- Aznab-e Sofla Location within Iran
- Country: Iran
- Province: East Azerbaijan
- County: Hurand
- District: Chahardangeh
- Rural District: Chahardangeh-ye Shomali

Population (2016)
- • Total: 379
- Time zone: UTC+3:30 (IRST)

= Aznab-e Sofla, East Azerbaijan =

Village in East Azerbaijan province, Iran

Aznab-e Sofla (ازناب سفلي) (Note: Also romanized as Aznāb-e Soflā) is a village in Chahardangeh-ye Shomali Rural District (Note: Formerly Chahardangeh Rural District) of Chahardangeh District of Hurand County, East Azerbaijan province, Iran.

==Demographics==
===Population===
At the time of the 2006 National Census, the village's population was 395 in 85 households, when it was in Chahardangeh Rural District (Note: Renamed Chahardangeh-ye Shomali Rural District) of the former Hurand District in Ahar County.
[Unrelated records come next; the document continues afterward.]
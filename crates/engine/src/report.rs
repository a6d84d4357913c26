// SPDX-License-Identifier: BUSL-1.1
// Copyright (c) 2026 Alfred Jean LLC

//! Outcome of a migration run.

use crate::file::FileError;
use cm_core::Version;
use cm_storage::BackupId;
use serde::Serialize;
use std::path::PathBuf;

/// What happened to one config file.
#[derive(Debug, Clone, PartialEq, Serialize)]
#[serde(tag = "result", rename_all = "kebab-case")]
pub enum FileResult {
    /// Already at the running version; not written
    Unchanged,
    Migrated { from: Version, to: Version, applied: Vec<Version> },
    /// Finished by an earlier, interrupted attempt of the same run
    Skipped,
    Failed { error: FileError },
}

#[derive(Debug, Clone, PartialEq, Serialize)]
pub struct FileReport {
    pub file: String,
    #[serde(flatten)]
    pub result: FileResult,
}

#[derive(Debug, Clone, PartialEq, Serialize)]
#[serde(rename_all = "camelCase")]
pub struct RunReport {
    pub from_version: Option<Version>,
    pub to_version: Version,
    /// Snapshot taken (or reused) for this run; `None` when nothing needed migrating
    pub backup: Option<BackupId>,
    pub backup_path: Option<PathBuf>,
    pub resumed: bool,
    pub marker_advanced: bool,
    pub files: Vec<FileReport>,
}

impl RunReport {
    pub fn new(from_version: Option<Version>, to_version: Version) -> Self {
        Self {
            from_version,
            to_version,
            backup: None,
            backup_path: None,
            resumed: false,
            marker_advanced: false,
            files: Vec::new(),
        }
    }

    pub fn push(&mut self, file: impl Into<String>, result: FileResult) {
        self.files.push(FileReport { file: file.into(), result });
    }

    pub fn migrated(&self) -> impl Iterator<Item = &FileReport> {
        self.files.iter().filter(|f| matches!(f.result, FileResult::Migrated { .. }))
    }

    pub fn failures(&self) -> impl Iterator<Item = (&str, &FileError)> {
        self.files.iter().filter_map(|f| match &f.result {
            FileResult::Failed { error } => Some((f.file.as_str(), error)),
            _ => None,
        })
    }

    pub fn is_success(&self) -> bool {
        self.failures().next().is_none()
    }

    /// True when no file was written.
    pub fn is_noop(&self) -> bool {
        self.migrated().next().is_none()
    }
}
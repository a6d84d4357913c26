//! Crash recovery specs
//!
//! A status record left by an interrupted run is picked up by the next one:
//! files it already finished are skipped and its backup is reused.

use crate::prelude::*;
use cm_storage::{StatusRecord, StatusStore, STATUS_FILE_NAME};

fn interrupted(project: &Project, backup: &str, completed: &[&str]) {
    std::fs::create_dir_all(project.root().join(backup)).unwrap();
    let mut record = StatusRecord::new(
        Version::ZERO,
        ENGINE_VERSION,
        project.root().join(backup),
        FakeClock::new().now_utc(),
    );
    for file in completed {
        record.mark_completed(*file);
    }
    StatusStore::new(project.state().join(STATUS_FILE_NAME)).save(&record).unwrap();
}

#[test]
fn interrupted_run_is_finished_by_the_next_one() {
    let project = Project::empty();
    project.config(
        "agents/a.json",
        json!({"version": engine_version(), "name": "a", "llm": {"model": {"name": "claude"}}}),
    );
    project.config("agents/b.json", json!({"name": "b", "model": "claude"}));
    interrupted(&project, "state.backup-20260101T000000000Z", &["agents/a.json"]);

    let report = project.executor().run().unwrap();

    assert!(report.resumed);
    assert!(report.marker_advanced);
    assert_eq!(report.backup.as_ref().map(|b| b.as_str()), Some("state.backup-20260101T000000000Z"));
    let results: Vec<(&str, &FileResult)> = report.files.iter().map(|f| (f.file.as_str(), &f.result)).collect();
    assert_eq!(results[0], ("agents/a.json", &FileResult::Skipped));
    assert!(matches!(results[1], ("agents/b.json", FileResult::Migrated { .. })));
    assert!(!project.state().join(STATUS_FILE_NAME).exists());
    // No second snapshot for the resumed run
    assert_eq!(project.backups(), vec!["state.backup-20260101T000000000Z"]);
}

#[test]
fn cli_reports_the_resumed_run() {
    let project = Project::empty();
    project.config("preferences.json", json!({"theme": "dark"}));
    interrupted(&project, "state.backup-20260101T000000000Z", &[]);

    project
        .cm()
        .args(&["upgrade"])
        .passes()
        .stdout_has("Resumed an interrupted migration")
        .stdout_has("preferences.json  0.0.0 -> 2.0.0");
}
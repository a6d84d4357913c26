// SPDX-License-Identifier: BUSL-1.1
// Copyright (c) 2026 Alfred Jean LLC

//! CLI command implementations

pub mod backup;
pub mod compat;
pub mod shapes;
pub mod upgrade;
pub mod verify;
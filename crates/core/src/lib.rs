// SPDX-License-Identifier: BUSL-1.1
// Copyright (c) 2026 Alfred Jean LLC

// Allow panic!/unwrap/expect in test code
#![cfg_attr(test, allow(clippy::panic))]
#![cfg_attr(test, allow(clippy::unwrap_used))]
#![cfg_attr(test, allow(clippy::expect_used))]

//! cm-core: versions, config kinds, and the migration registry shared by
//! every crate of the config migration engine.

pub mod macros;

pub mod clock;
pub mod compat;
pub mod kind;
pub mod migration;
pub mod version;

pub use clock::{Clock, FakeClock, SystemClock};
pub use compat::{check_compatibility, Compatibility, CompatibilityError};
pub use kind::{ConfigKind, UnknownKind};
pub use migration::{
    ManifestEntry, Migration, MigrationRegistry, RegistryError, Transform, TransformError,
};
pub use version::{Version, VersionError, ENGINE_VERSION, ENGINE_VERSION_STR};
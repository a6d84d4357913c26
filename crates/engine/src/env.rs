// SPDX-License-Identifier: BUSL-1.1
// Copyright (c) 2026 Alfred Jean LLC

//! Centralized environment variable access for the engine.

use std::path::PathBuf;
use std::time::Duration;

use crate::config::ConfigError;

/// Resolve state directory: CM_STATE_DIR > XDG_STATE_HOME/cm > ~/.local/state/cm
pub fn state_dir() -> Result<PathBuf, ConfigError> {
    if let Ok(dir) = std::env::var("CM_STATE_DIR") {
        return Ok(PathBuf::from(dir));
    }
    if let Ok(xdg) = std::env::var("XDG_STATE_HOME") {
        return Ok(PathBuf::from(xdg).join("cm"));
    }
    let home = dirs::home_dir().ok_or(ConfigError::NoStateDir)?;
    Ok(home.join(".local/state/cm"))
}

fn parsed<T: std::str::FromStr>(name: &str) -> Option<T> {
    std::env::var(name).ok().and_then(|s| s.trim().parse::<T>().ok())
}

/// Number of backups to keep (`CM_BACKUP_RETENTION`)
pub fn backup_retention() -> Option<usize> {
    parsed("CM_BACKUP_RETENTION")
}

/// Age after which a held lock is reclaimed (`CM_LOCK_STALE_MS`)
pub fn lock_stale_after() -> Option<Duration> {
    parsed("CM_LOCK_STALE_MS").map(Duration::from_millis)
}

/// Lock acquisition attempts before giving up (`CM_LOCK_ATTEMPTS`)
pub fn lock_attempts() -> Option<u32> {
    parsed("CM_LOCK_ATTEMPTS")
}

/// First retry delay; doubles per attempt (`CM_LOCK_BASE_DELAY_MS`)
pub fn lock_base_delay() -> Option<Duration> {
    parsed("CM_LOCK_BASE_DELAY_MS").map(Duration::from_millis)
}
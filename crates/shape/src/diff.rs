// SPDX-License-Identifier: BUSL-1.1
// Copyright (c) 2026 Alfred Jean LLC

//! Breaking-change detection between two shapes.

use crate::shape::{FieldShape, Shape};
use serde::Serialize;
use std::collections::{BTreeMap, BTreeSet};
use std::fmt;

/// One structural difference between an old and a new shape.
#[derive(Debug, Clone, PartialEq, Eq, Serialize)]
#[serde(tag = "change", rename_all = "kebab-case", rename_all_fields = "camelCase")]
pub enum BreakingChange {
    FieldRemoved { path: String, was: String },
    TypeChanged { path: String, old_type: String, new_type: String },
    EnumValueRemoved { path: String, removed: Vec<String> },
    NewRequiredFieldWithoutDefault { path: String },
    /// A removed and an added field of the same primitive type in the same
    /// object. Reported for review only; never applied automatically.
    LikelyRename { from: String, to: String, field_type: String },
}

impl BreakingChange {
    pub fn path(&self) -> &str {
        match self {
            BreakingChange::FieldRemoved { path, .. }
            | BreakingChange::TypeChanged { path, .. }
            | BreakingChange::EnumValueRemoved { path, .. }
            | BreakingChange::NewRequiredFieldWithoutDefault { path } => path,
            BreakingChange::LikelyRename { from, .. } => from,
        }
    }

    pub fn is_breaking(&self) -> bool {
        !matches!(self, BreakingChange::LikelyRename { .. })
    }
}

impl fmt::Display for BreakingChange {
    fn fmt(&self, f: &mut fmt::Formatter<'_>) -> fmt::Result {
        match self {
            BreakingChange::FieldRemoved { path, was } => write!(f, "- {path} ({was}) removed"),
            BreakingChange::TypeChanged { path, old_type, new_type } => {
                write!(f, "~ {path}: {old_type} -> {new_type}")
            }
            BreakingChange::EnumValueRemoved { path, removed } => {
                write!(f, "~ {path}: enum values removed [{}]", removed.join(", "))
            }
            BreakingChange::NewRequiredFieldWithoutDefault { path } => {
                write!(f, "+ {path} is required and has no default")
            }
            BreakingChange::LikelyRename { from, to, field_type } => {
                write!(f, "? {from} -> {to} ({field_type}) looks like a rename")
            }
        }
    }
}

/// Compare two shapes and list everything a document valid under `old`
/// could trip over under `new`, ordered by path.
///
/// Additive changes are not reported: new optional or defaulted fields, new
/// enum values, and changed default values.
pub fn detect_breaking_changes(old: &Shape, new: &Shape) -> Vec<BreakingChange> {
    let mut changes = Vec::new();
    compare(old, new, "", &mut changes);
    changes.sort_by(|a, b| a.path().cmp(b.path()));
    changes
}

/// Format changes for display, one per line.
pub fn format_changes(changes: &[BreakingChange]) -> String {
    changes.iter().map(|c| format!("  {c}")).collect::<Vec<_>>().join("\n")
}

fn join(prefix: &str, name: &str) -> String {
    if prefix.is_empty() {
        name.to_string()
    } else {
        format!("{prefix}.{name}")
    }
}

fn compare(old: &Shape, new: &Shape, path: &str, out: &mut Vec<BreakingChange>) {
    match (old, new) {
        (
            Shape::Object { required: old_required, fields: old_fields },
            Shape::Object { required: new_required, fields: new_fields },
        ) => compare_objects(
            (old_required, old_fields),
            (new_required, new_fields),
            path,
            out,
        ),
        (Shape::Array { items: a }, Shape::Array { items: b }) => {
            compare(a, b, &format!("{path}[]"), out)
        }
        (Shape::Map { values: a }, Shape::Map { values: b }) => compare(a, b, &join(path, "*"), out),
        (Shape::Enum { values: a }, Shape::Enum { values: b }) => {
            let removed: Vec<String> = a.difference(b).cloned().collect();
            if !removed.is_empty() {
                out.push(BreakingChange::EnumValueRemoved { path: path.to_string(), removed });
            }
        }
        (a, b) if a.type_name() != b.type_name() => out.push(BreakingChange::TypeChanged {
            path: path.to_string(),
            old_type: a.type_name().to_string(),
            new_type: b.type_name().to_string(),
        }),
        _ => {}
    }
}

type ObjectParts<'a> = (&'a BTreeSet<String>, &'a BTreeMap<String, FieldShape>);

/// A field may be absent from a document exactly when it is optional or defaulted.
fn may_be_absent(required: &BTreeSet<String>, name: &str, field: &FieldShape) -> bool {
    !required.contains(name) || field.has_default
}

fn compare_objects(
    (old_required, old_fields): ObjectParts<'_>,
    (new_required, new_fields): ObjectParts<'_>,
    prefix: &str,
    out: &mut Vec<BreakingChange>,
) {
    let mut removed = Vec::new();
    let mut added = Vec::new();

    let names: BTreeSet<&String> = old_fields.keys().chain(new_fields.keys()).collect();
    for name in names {
        let path = join(prefix, name);
        match (old_fields.get(name), new_fields.get(name)) {
            (Some(old), None) => {
                out.push(BreakingChange::FieldRemoved {
                    path,
                    was: old.shape.type_name().to_string(),
                });
                removed.push((name, old));
            }
            (None, Some(new)) => {
                if !may_be_absent(new_required, name, new) {
                    out.push(BreakingChange::NewRequiredFieldWithoutDefault { path });
                }
                added.push((name, new));
            }
            (Some(old), Some(new)) => {
                compare(&old.shape, &new.shape, &path, out);
                if may_be_absent(old_required, name, old) && !may_be_absent(new_required, name, new)
                {
                    out.push(BreakingChange::NewRequiredFieldWithoutDefault { path });
                }
            }
            (None, None) => {}
        }
    }

    for (from, old) in &removed {
        for (to, new) in &added {
            if old.shape.is_primitive() && old.shape.type_name() == new.shape.type_name() {
                out.push(BreakingChange::LikelyRename {
                    from: join(prefix, from),
                    to: join(prefix, to),
                    field_type: old.shape.type_name().to_string(),
                });
            }
        }
    }
}

#[cfg(test)]
#[path = "diff_tests.rs"]
mod tests;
The following census in 2011 counted 451 people in 115 households. The 2016 census measured the population of the village as 379 people in 120 households.

In 2018, the district was separated from the county in the establishment of Hurand County. The rural district was transferred to the new Chahardangeh District and renamed Chahardangeh-ye Shomali Rural District.